● What this task involves:
What lines of the data hold the string "false"? Pull each one out.

● Data extracts:

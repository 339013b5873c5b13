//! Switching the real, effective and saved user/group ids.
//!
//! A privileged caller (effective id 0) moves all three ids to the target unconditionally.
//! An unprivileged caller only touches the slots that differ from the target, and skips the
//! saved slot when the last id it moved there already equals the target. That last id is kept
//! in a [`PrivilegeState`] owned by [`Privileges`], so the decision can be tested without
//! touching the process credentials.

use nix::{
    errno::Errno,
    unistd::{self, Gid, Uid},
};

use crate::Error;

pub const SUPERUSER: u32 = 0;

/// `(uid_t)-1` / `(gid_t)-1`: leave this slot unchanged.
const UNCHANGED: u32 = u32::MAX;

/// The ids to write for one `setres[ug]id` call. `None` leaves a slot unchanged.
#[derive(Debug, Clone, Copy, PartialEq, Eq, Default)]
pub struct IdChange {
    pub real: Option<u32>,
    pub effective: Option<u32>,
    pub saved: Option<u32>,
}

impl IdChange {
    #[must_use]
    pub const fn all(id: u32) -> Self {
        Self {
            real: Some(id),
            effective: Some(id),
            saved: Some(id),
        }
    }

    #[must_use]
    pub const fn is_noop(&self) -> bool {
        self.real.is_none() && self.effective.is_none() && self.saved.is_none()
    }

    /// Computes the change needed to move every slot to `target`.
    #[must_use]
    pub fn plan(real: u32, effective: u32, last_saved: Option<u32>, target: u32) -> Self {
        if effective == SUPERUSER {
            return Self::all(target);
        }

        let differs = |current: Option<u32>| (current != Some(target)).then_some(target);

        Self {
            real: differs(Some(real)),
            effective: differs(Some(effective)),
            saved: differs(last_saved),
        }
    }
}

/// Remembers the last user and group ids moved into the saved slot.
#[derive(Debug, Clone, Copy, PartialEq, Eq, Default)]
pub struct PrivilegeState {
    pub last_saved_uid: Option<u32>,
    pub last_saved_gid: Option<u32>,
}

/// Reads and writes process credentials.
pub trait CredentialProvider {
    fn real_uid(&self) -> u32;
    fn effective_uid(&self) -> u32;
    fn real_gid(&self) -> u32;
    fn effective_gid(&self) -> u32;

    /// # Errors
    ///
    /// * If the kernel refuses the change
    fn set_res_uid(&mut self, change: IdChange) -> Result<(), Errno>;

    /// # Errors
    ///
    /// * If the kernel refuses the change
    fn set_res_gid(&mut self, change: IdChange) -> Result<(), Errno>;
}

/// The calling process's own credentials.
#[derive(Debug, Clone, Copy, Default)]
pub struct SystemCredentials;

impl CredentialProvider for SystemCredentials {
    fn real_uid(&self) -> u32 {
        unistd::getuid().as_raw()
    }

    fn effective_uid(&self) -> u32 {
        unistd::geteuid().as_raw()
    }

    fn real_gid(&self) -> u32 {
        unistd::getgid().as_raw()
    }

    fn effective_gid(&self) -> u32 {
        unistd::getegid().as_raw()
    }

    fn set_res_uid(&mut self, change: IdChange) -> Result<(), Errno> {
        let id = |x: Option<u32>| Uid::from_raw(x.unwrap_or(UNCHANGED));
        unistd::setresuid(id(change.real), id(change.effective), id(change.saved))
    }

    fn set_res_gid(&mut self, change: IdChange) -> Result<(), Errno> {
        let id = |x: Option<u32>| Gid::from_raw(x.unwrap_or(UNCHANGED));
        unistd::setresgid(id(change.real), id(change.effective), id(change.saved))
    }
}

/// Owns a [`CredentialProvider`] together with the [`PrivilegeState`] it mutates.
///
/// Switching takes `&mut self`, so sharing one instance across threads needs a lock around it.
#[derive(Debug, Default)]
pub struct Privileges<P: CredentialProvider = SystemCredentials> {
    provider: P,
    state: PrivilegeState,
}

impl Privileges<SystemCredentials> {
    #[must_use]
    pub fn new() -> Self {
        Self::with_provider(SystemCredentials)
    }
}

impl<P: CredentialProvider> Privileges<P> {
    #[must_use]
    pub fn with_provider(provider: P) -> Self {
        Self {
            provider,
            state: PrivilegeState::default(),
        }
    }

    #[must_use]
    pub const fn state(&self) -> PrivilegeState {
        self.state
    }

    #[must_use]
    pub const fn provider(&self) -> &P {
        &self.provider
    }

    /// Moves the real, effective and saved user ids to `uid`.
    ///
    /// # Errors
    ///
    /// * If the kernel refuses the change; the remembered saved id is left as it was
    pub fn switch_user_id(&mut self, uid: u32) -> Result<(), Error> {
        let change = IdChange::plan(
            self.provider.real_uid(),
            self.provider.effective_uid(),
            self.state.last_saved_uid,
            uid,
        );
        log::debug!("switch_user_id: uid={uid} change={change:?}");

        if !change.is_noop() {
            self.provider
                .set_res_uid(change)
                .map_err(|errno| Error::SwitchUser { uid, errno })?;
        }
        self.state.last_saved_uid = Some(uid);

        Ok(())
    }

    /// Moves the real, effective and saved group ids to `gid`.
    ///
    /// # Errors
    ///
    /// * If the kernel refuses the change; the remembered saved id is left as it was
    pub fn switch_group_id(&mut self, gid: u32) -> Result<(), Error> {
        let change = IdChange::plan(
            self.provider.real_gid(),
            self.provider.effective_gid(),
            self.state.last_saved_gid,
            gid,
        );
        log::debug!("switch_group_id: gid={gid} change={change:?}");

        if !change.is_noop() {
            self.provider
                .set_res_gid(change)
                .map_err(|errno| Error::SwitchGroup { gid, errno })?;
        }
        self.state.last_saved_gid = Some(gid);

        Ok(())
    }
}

--

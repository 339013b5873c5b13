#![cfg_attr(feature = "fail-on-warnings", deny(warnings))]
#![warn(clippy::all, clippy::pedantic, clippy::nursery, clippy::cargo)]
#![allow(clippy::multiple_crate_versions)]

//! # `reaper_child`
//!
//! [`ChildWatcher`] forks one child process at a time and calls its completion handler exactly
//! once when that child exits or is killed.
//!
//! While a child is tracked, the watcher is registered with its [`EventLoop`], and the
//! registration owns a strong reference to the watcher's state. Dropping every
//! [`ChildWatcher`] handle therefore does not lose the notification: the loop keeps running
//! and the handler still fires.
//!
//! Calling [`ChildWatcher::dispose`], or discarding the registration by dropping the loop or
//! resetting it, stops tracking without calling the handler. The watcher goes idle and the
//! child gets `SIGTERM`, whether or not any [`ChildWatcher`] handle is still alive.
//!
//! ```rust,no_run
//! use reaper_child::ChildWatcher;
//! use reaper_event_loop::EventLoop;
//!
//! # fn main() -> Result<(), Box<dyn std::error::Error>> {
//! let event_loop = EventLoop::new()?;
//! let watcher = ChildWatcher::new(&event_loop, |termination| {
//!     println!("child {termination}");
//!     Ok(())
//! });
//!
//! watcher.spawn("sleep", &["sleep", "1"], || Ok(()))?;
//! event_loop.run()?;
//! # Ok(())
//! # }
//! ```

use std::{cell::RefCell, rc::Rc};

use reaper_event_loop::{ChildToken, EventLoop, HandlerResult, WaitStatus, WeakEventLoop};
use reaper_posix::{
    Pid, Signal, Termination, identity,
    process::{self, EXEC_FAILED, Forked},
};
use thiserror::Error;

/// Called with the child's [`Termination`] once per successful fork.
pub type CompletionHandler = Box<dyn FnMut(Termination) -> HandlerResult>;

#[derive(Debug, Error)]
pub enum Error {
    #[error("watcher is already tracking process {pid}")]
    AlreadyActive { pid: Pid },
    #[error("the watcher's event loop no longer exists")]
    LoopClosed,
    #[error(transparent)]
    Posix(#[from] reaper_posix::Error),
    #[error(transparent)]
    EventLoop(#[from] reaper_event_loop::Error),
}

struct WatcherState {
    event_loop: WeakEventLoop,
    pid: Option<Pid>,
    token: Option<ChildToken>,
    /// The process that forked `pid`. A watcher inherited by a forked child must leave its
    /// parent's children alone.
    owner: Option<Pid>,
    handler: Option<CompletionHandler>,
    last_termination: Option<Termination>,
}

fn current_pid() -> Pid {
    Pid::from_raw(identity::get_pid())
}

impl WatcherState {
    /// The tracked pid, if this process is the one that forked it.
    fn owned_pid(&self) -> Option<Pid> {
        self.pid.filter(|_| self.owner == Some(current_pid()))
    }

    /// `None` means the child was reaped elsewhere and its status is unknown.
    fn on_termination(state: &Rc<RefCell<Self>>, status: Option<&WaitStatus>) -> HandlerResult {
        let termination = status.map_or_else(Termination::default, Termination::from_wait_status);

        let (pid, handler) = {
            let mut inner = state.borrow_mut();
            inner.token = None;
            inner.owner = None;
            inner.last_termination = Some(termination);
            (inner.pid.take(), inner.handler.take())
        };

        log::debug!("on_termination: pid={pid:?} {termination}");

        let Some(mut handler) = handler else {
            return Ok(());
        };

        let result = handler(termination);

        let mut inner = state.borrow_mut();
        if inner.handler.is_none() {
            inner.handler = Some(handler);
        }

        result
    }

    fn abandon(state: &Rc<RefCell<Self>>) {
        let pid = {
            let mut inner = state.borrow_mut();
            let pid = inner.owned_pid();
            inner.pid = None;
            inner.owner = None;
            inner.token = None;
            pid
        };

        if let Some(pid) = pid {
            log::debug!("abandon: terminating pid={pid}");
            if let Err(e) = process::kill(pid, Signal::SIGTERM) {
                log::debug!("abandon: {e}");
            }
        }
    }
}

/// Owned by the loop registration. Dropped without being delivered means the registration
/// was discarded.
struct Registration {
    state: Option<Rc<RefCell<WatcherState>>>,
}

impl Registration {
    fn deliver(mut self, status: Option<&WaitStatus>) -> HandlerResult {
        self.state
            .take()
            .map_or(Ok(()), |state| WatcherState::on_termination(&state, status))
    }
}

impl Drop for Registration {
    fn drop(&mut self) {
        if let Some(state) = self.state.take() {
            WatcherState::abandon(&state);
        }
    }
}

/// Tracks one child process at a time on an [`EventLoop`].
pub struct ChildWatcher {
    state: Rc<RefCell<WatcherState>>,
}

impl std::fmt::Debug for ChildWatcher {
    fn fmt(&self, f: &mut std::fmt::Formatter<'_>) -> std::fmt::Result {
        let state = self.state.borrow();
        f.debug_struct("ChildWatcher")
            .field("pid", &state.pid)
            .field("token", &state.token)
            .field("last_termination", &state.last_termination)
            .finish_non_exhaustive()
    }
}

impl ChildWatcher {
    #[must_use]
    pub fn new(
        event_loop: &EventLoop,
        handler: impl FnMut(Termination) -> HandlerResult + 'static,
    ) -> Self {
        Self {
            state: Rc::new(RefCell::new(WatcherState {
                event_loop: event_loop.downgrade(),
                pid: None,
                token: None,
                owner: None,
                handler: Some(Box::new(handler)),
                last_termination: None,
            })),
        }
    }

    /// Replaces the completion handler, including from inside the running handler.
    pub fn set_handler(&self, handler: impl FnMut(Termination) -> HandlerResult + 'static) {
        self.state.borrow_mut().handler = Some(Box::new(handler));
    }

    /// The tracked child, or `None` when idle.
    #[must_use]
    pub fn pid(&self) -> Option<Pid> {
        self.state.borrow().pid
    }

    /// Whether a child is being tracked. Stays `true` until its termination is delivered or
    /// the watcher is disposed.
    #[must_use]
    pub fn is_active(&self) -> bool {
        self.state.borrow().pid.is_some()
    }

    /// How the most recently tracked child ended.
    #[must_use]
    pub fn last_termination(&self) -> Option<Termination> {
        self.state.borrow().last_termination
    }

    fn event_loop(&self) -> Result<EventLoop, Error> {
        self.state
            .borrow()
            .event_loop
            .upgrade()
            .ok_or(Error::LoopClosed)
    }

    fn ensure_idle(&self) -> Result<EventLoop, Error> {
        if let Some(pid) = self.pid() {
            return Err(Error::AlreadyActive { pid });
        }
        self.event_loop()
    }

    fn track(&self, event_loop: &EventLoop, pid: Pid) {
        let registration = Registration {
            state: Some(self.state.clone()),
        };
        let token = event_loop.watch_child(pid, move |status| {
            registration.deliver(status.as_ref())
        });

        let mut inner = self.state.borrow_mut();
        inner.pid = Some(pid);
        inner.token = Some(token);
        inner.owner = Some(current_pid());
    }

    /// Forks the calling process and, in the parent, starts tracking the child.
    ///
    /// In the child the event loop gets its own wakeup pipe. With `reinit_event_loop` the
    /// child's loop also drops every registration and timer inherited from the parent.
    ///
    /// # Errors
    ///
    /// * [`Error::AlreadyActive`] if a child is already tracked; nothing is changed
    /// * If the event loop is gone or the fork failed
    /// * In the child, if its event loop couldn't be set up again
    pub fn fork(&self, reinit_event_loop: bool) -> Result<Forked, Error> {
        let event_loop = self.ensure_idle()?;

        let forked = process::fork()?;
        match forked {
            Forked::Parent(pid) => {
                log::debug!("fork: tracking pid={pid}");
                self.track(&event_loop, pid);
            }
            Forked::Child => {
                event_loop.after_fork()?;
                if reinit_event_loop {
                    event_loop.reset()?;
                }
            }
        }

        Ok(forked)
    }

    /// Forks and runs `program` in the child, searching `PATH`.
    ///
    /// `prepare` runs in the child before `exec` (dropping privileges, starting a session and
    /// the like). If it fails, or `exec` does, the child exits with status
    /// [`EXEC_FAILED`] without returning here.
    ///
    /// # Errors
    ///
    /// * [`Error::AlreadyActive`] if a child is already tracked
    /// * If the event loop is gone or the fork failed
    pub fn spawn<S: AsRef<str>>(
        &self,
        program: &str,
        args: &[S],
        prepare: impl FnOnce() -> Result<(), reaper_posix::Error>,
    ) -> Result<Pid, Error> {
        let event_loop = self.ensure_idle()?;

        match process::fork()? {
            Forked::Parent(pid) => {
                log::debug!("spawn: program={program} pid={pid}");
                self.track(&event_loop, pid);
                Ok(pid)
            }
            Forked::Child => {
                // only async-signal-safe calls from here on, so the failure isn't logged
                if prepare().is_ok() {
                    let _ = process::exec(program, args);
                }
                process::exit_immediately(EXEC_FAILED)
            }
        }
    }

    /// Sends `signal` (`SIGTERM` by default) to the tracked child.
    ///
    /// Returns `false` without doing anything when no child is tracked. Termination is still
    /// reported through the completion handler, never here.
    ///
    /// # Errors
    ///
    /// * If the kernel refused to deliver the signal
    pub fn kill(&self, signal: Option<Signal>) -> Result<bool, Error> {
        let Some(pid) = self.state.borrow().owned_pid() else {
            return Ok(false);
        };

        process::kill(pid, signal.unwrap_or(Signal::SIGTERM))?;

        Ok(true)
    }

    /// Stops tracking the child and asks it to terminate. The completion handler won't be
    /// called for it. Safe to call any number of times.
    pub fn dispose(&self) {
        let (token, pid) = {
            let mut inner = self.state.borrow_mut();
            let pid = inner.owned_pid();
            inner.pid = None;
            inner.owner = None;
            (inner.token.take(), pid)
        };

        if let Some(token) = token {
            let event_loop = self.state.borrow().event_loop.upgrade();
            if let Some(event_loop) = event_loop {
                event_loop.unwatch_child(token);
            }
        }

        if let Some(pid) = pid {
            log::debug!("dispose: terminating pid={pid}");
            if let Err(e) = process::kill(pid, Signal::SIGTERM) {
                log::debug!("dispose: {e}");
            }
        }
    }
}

● Solution:
    /// Returns `false` without doing anything when no child is tracked. Termination is still
            return Ok(false);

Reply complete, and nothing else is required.